Finally, we show the distribution of distances to cardiac surgeons by decile graphically in figures 1AC. Figure 1A presents the data for large metropolitan areas, figure 1B for standard metropolitan areas, and figure 1C for micropolitan and rural areas.6 The graphical presentations reemphasize important nuances of our analyses described above. First, for a significant number of observations, particularly outside of micropolitan and rural areas, there is relatively good access close to consumers. However, at the same time, there are significant outliers at the higher-level deciles. Second, stark differences are apparent between open-network access and the two restricted forms of access via ACA and commercial plans for certain deciles. In micropolitan and rural areas, these differences emerge across all deciles. Third, access between commercial and ACA plans is similar for a number of deciles but significant differences emerge. Lastly, access limitations and differences across plan types are amplified with increases in rurality.

Table 1B illustrates our findings for access to pediatricians. Because of the large supply and more decentralized distribution of pediatricians, mean and median travel distances are substantially lower as compared to cardiac surgeons. Moreover, there are no substantive differences between ACA and commercial plans in large and standard metropolitan areas. However, larger differences exist in micropolitan and rural areas amounting to about 16 percentage points and 18 percentage points for medians in comparisons of plans and open networks. Similar to the case of the cardiac surgeons, the differences between mean and median travel times indicates the existence of outliers in pediatric access, which is also reflected in the distribution of percentiles for travel distance (table 2B). The graphical illustrations of the data (figure 2AC) show analogous patterns to those for cardiac surgeons. We note, however, that discrepancies between plan types are smaller and emerge in higher-level deciles. Specifically, the differences between commercial and ACA plans appear to be substantively small. Moreover, the absolute travel distance is much lower than for cardiac surgeons.

Travel Distance Added by Networks

As open-network plans include all available providers, offering the maximum possible level of access, the open network can serve as a benchmark. The comparison between ACA and open-network and commercial and open-network plans allows us to determine what percentage of travel distance is the result of network design. Table 3A presents the results of t-tests comparing ACA and commercial plans with regard to the travel distance in miles added due to network design as well as the percentage of travel distances attributable to network design for cardiac surgeons. On average, network design adds 73 miles of mean travel distance in large metropolitan areas, 83 miles in other metropolitan areas, and 140 miles in micropolitan and rural areas for ACA plans.
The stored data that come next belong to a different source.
pub mod extractors;
pub mod handlers;
pub mod middleware;
pub mod ui;

use crate::{
    inference::Predictor,
    models::{ModelLoader, ModelRegistry},
    utils::error::GardenError,
    Config, Result,
};
use axum::{
    extract::{DefaultBodyLimit, State},
    response::Json,
    routing::{get, post},
    Router,
};
use serde_json::json;
use std::net::SocketAddr;
use std::sync::Arc;
use std::time::Duration;
use tokio::net::TcpListener;
use tower_http::{cors::CorsLayer, timeout::TimeoutLayer};

/// 处理器共享状态
#[derive(Clone)]
pub struct AppState {
    pub config: Arc<Config>,
    pub predictor: Predictor,
}

impl AppState {
    pub fn new(config: Config, registry: ModelRegistry) -> Self {
        Self {
            config: Arc::new(config),
            predictor: Predictor::new(Arc::new(registry)),
        }
    }
}

/// 启动阶段：加载全部模型，检查结果后冻结注册表
pub fn load_registry(config: &Config, loader: ModelLoader) -> Result<ModelRegistry> {
    tracing::info!(
        "Loading {} models from {}",
        config.models.len(),
        loader.models_dir().display()
    );
    let registry = ModelRegistry::load_all(loader, config.models.iter().cloned());
    let report = registry.report();

    if registry.is_empty() {
        return Err(GardenError::Config(format!(
            "No models could be loaded ({} failed)",
            report.failed.len()
        )));
    }

    if config.strict && report.has_failures() {
        let names: Vec<&str> = report.failed.iter().map(|f| f.model.as_str()).collect();
        return Err(GardenError::Config(format!(
            "Strict mode: failed to load {}",
            names.join(", ")
        )));
    }

    for failure in &report.failed {
        tracing::warn!(model = %failure.model, "Serving without model: {}", failure.reason);
    }

    Ok(registry)
}

pub async fn serve(config: Config) -> Result<()> {
    // 在接受请求之前完成模型加载
    let loader = ModelLoader::onnx(&config.models_dir, config.session_options())?;
    let registry = load_registry(&config, loader)?;

    // 解析绑定地址
    let addr: SocketAddr = config
        .bind_addr
        .parse()
        .map_err(|e| GardenError::Config(format!("Invalid bind address {}: {}", config.bind_addr, e)))?;

    let state = AppState::new(config, registry);
    let app = create_app(state);

    tracing::info!("Server starting on http://{}", addr);
    tracing::info!("API endpoints:");
    tracing::info!("  POST /models/:name/predict        - JSON features or base64 image");
    tracing::info!("  POST /models/:name/predict/upload - Multipart image upload");
    tracing::info!("  POST /iris-model/predict          - Iris measurements");
    tracing::info!("  POST /flowers-model/predict       - Flower image upload");
    tracing::info!("  GET  /api/models                  - Loaded models");
    tracing::info!("  GET  /health                      - Health check");

    let listener = TcpListener::bind(&addr)
        .await
        .map_err(|e| GardenError::Internal(format!("Failed to bind to address {}: {}", addr, e)))?;

    axum::serve(listener, app)
        .with_graceful_shutdown(shutdown_signal())
        .await
        .map_err(|e| GardenError::Internal(format!("Server failed: {}", e)))?;

    tracing::info!("Server stopped");
    Ok(())
}

pub fn create_app(state: AppState) -> Router {
    let server_config = state.config.server_config.clone();

    Router::new()
        // 预测路由
        .route("/models/:name/predict", post(handlers::predict_json_handler))
        .route("/models/:name/predict/upload", post(handlers::predict_upload_handler))
        .route("/iris-model/predict", post(handlers::iris_predict_handler))
        .route("/flowers-model/predict", post(handlers::flowers_predict_handler))
        // Web UI
        .route("/", get(ui::index_handler))
        // 系统路由
        .route("/hi", get(hi_handler))
        .route("/health", get(health_handler))
        .route("/api/models", get(models_handler))
        .layer(axum::middleware::from_fn(middleware::request_logging))
        // 超限由各提取器报告，返回统一的 JSON 413
        .layer(DefaultBodyLimit::max(server_config.max_request_size))
        .layer(TimeoutLayer::new(Duration::from_secs(server_config.request_timeout)))
        .layer(CorsLayer::permissive())
        .with_state(state)
}

async fn shutdown_signal() {
    if let Err(e) = tokio::signal::ctrl_c().await {
        tracing::error!("Failed to listen for shutdown signal: {}", e);
        std::future::pending::<()>().await;
    }
    tracing::info!("Shutdown signal received");
}

async fn hi_handler() -> Json<serde_json::Value> {
    Json(json!({ "message": "Hi from the model garden API" }))
}

/// 健康检查端点
async fn health_handler(State(state): State<AppState>) -> Json<serde_json::Value> {
    let registry = state.predictor.registry();
    Json(json!({
        "status": "healthy",
        "timestamp": chrono::Utc::now().to_rfc3339(),
        "version": env!("CARGO_PKG_VERSION"),
        "models_loaded": registry.len(),
    }))
}

/// 已加载模型信息
async fn models_handler(State(state): State<AppState>) -> Json<serde_json::Value> {
    let registry = state.predictor.registry();
    let models: Vec<_> = registry.descriptors().collect();
    Json(json!({
        "service": "Model Garden",
        "version": env!("CARGO_PKG_VERSION"),
        "models": models,
        "failed": registry.report().failed,
    }))
}

#[cfg(test)]
mod tests {
    use super::*;
    use crate::config::ServerConfig;
    use crate::inference::postprocess::rounded_sum_tolerance;
    use crate::models::test_support::{artifact_dir, encode_jpeg, encode_patterned_jpeg, StubFactory};
    use axum::body::Body;
    use axum::http::{header, Request, StatusCode};
    use http_body_util::BodyExt;
    use tower::ServiceExt;

    fn test_app() -> (tempfile::TempDir, Router) {
        test_app_with_limit(ServerConfig::default().max_request_size)
    }

    fn test_app_with_limit(max_request_size: usize) -> (tempfile::TempDir, Router) {
        let dir = artifact_dir(&["iris-model/model.onnx", "flowers-model/model.onnx"]);
        let mut config = Config::new(
            "127.0.0.1:0".into(),
            Some(dir.path().to_string_lossy().into_owned()),
            None,
            false,
        )
        .unwrap();
        config.server_config.max_request_size = max_request_size;
        let loader = ModelLoader::new(&config.models_dir, Arc::new(StubFactory::new()));
        let registry = load_registry(&config, loader).unwrap();
        (dir, create_app(AppState::new(config, registry)))
    }

    async fn body_json(response: axum::response::Response) -> serde_json::Value {
        let bytes = response.into_body().collect().await.unwrap().to_bytes();
        serde_json::from_slice(&bytes).unwrap()
    }

    fn json_request(uri: &str, body: serde_json::Value) -> Request<Body> {
        Request::builder()
            .method("POST")
            .uri(uri)
            .header(header::CONTENT_TYPE, "application/json")
            .body(Body::from(body.to_string()))
            .unwrap()
    }

    fn multipart_request(uri: &str, image: &[u8]) -> Request<Body> {
        let boundary = "garden-boundary";
        let mut body = Vec::new();
        body.extend_from_slice(
            format!(
                "--{b}\r\nContent-Disposition: form-data; name=\"image\"; filename=\"sunflowers.jpg\"\r\nContent-Type: image/jpeg\r\n\r\n",
                b = boundary
            )
            .as_bytes(),
        );
        body.extend_from_slice(image);
        body.extend_from_slice(
            format!(
                "\r\n--{b}\r\nContent-Disposition: form-data; name=\"lat\"\r\n\r\n-90.00\r\n--{b}--\r\n",
                b = boundary
            )
            .as_bytes(),
        );

        Request::builder()
            .method("POST")
            .uri(uri)
            .header(
                header::CONTENT_TYPE,
                format!("multipart/form-data; boundary={}", boundary),
            )
            .body(Body::from(body))
            .unwrap()
    }

    #[tokio::test]
    async fn test_health() {
        let (_dir, app) = test_app();
        let response = app
            .oneshot(Request::builder().uri("/health").body(Body::empty()).unwrap())
            .await
            .unwrap();

        assert_eq!(response.status(), StatusCode::OK);
        let json = body_json(response).await;
        assert_eq!(json["status"], "healthy");
        assert_eq!(json["models_loaded"], 2);
    }

    #[tokio::test]
    async fn test_unknown_model_returns_404() {
        let (_dir, app) = test_app();
        let response = app
            .oneshot(json_request(
                "/models/nonexistent-model/predict",
                json!({ "features": [5.1, 3.5, 1.4, 0.2] }),
            ))
            .await
            .unwrap();

        assert_eq!(response.status(), StatusCode::NOT_FOUND);
        let json = body_json(response).await;
        assert_eq!(json["error"]["code"], "MODEL_NOT_FOUND");
    }

    #[tokio::test]
    async fn test_predict_features() {
        let (_dir, app) = test_app();
        let response = app
            .oneshot(json_request(
                "/models/iris-model/predict",
                json!({ "features": [5.1, 3.5, 1.4, 0.2] }),
            ))
            .await
            .unwrap();

        assert_eq!(response.status(), StatusCode::OK);
        let json = body_json(response).await;
        assert_eq!(json["success"], true);
        assert_eq!(json["data"]["model"], "iris-model");
        assert_eq!(json["data"]["predictions"][0]["label"], "setosa");
        assert_eq!(json["data"]["predictions"].as_array().unwrap().len(), 3);
    }

    #[tokio::test]
    async fn test_iris_route_with_model_name_query() {
        let (_dir, app) = test_app();
        let body = json!({
            "sepal_length": 6.7,
            "sepal_width": 3.0,
            "petal_length": 5.2,
            "petal_width": 2.3
        });

        let response = app
            .clone()
            .oneshot(json_request("/iris-model/predict?model_name=iris-model", body.clone()))
            .await
            .unwrap();
        assert_eq!(response.status(), StatusCode::OK);

        let response = app
            .oneshot(json_request("/iris-model/predict?model_name=missing", body))
            .await
            .unwrap();
        assert_eq!(response.status(), StatusCode::NOT_FOUND);
    }

    #[tokio::test]
    async fn test_flowers_upload() {
        let (_dir, app) = test_app();
        let response = app
            .oneshot(multipart_request(
                "/flowers-model/predict",
                &encode_jpeg(64, 64, [250, 200, 20]),
            ))
            .await
            .unwrap();

        assert_eq!(response.status(), StatusCode::OK);
        let json = body_json(response).await;
        let predictions = json["data"]["predictions"].as_array().unwrap();
        assert_eq!(predictions.len(), 5);
        let sum: f64 = predictions
            .iter()
            .map(|p| p["probability"].as_f64().unwrap())
            .sum();
        assert!((sum - 1.0).abs() <= rounded_sum_tolerance(5) as f64);
    }

    #[tokio::test]
    async fn test_malformed_upload_returns_400() {
        let (_dir, app) = test_app();
        let jpeg = encode_jpeg(64, 64, [1, 2, 3]);
        let response = app
            .oneshot(multipart_request("/models/flowers-model/predict/upload", &jpeg[..24]))
            .await
            .unwrap();

        assert_eq!(response.status(), StatusCode::BAD_REQUEST);
        let json = body_json(response).await;
        assert_eq!(json["error"]["code"], "DECODE_ERROR");
    }

    #[tokio::test]
    async fn test_upload_cut_inside_scan_data_returns_400() {
        let (_dir, app) = test_app();
        let jpeg = encode_patterned_jpeg(256, 256);
        let response = app
            .oneshot(multipart_request("/flowers-model/predict", &jpeg[..jpeg.len() / 2]))
            .await
            .unwrap();

        assert_eq!(response.status(), StatusCode::BAD_REQUEST);
        let json = body_json(response).await;
        assert_eq!(json["error"]["code"], "DECODE_ERROR");
    }

    #[tokio::test]
    async fn test_oversized_upload_returns_413() {
        let (_dir, app) = test_app_with_limit(1024);
        let response = app
            .oneshot(multipart_request(
                "/models/flowers-model/predict/upload",
                &encode_patterned_jpeg(256, 256),
            ))
            .await
            .unwrap();

        assert_eq!(response.status(), StatusCode::PAYLOAD_TOO_LARGE);
        let json = body_json(response).await;
        assert_eq!(json["error"]["code"], "FILE_TOO_LARGE");
    }

    #[tokio::test]
    async fn test_oversized_json_returns_413() {
        let (_dir, app) = test_app_with_limit(64);
        let features: Vec<f32> = vec![1.0; 100];
        let response = app
            .oneshot(json_request("/models/iris-model/predict", json!({ "features": features })))
            .await
            .unwrap();

        assert_eq!(response.status(), StatusCode::PAYLOAD_TOO_LARGE);
        let json = body_json(response).await;
        assert_eq!(json["error"]["code"], "FILE_TOO_LARGE");
    }

    #[tokio::test]
    async fn test_models_listing() {
        let (_dir, app) = test_app();
        let response = app
            .oneshot(Request::builder().uri("/api/models").body(Body::empty()).unwrap())
            .await
            .unwrap();

        let json = body_json(response).await;
        let names: Vec<_> = json["models"]
            .as_array()
            .unwrap()
            .iter()
            .map(|m| m["name"].as_str().unwrap().to_string())
            .collect();
        assert_eq!(names, vec!["iris-model", "flowers-model"]);
        assert!(json["failed"].as_array().unwrap().is_empty());
    }

    #[test]
    fn test_load_registry_requires_a_model() {
        let dir = artifact_dir(&[]);
        let config = Config::new(
            "127.0.0.1:0".into(),
            Some(dir.path().to_string_lossy().into_owned()),
            None,
            false,
        )
        .unwrap();
        let loader = ModelLoader::new(&config.models_dir, Arc::new(StubFactory::new()));
        assert!(matches!(load_registry(&config, loader), Err(GardenError::Config(_))));
    }

    #[test]
    fn test_strict_mode_fails_on_partial_startup() {
        let dir = artifact_dir(&["iris-model/model.onnx"]);
        let mut config = Config::new(
            "127.0.0.1:0".into(),
            Some(dir.path().to_string_lossy().into_owned()),
            None,
            true,
        )
        .unwrap();

        let loader = ModelLoader::new(&config.models_dir, Arc::new(StubFactory::new()));
        assert!(load_registry(&config, loader.clone()).is_err());

        config.strict = false;
        let registry = load_registry(&config, loader).unwrap();
        assert_eq!(registry.names(), vec!["iris-model"]);
    }
}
The distance added for commercial plans is about 30 miles less than for ACA plans in the former two and just over 50 miles less than ACA plans in the latter. In percentage terms, network design accounts for 51% to 55% of the mean travel distance in ACA plans and about 7 to 9 percentage points less in commercial plans. We also present the contribution of provider networks in terms of the median miles added to travel distance. Once more, the medians are substantially smaller than means. Moreover, the differences between ACA and commercial plans are very small in large metropolitan areas and around 6 miles in metropolitan areas. While they are also smaller in micropolitan and rural areas, they still approach 20 miles. Notably, in terms of percentages of travel distances, means and medians are remarkably similar.

For pediatricians (table 3B), overall distances added are once more substantially smaller than for cardiac surgeons. ACA plans on average add 9, 21, or 79 miles to the mean travel distance (3, 7, 62 miles to the median travel distance) while commercial plans add 6, 18, or 63 miles (1, 3, or 39 miles to the median travel distance). However, in terms of percentage of travel time added, the two specialties are remarkably similar (although the percentage added is a bit larger in micropolitan and rural areas for pediatrics). For both cardiac surgeons and pediatricians, distributions of travel distance added are in line with those presented for overall travel times (omitted).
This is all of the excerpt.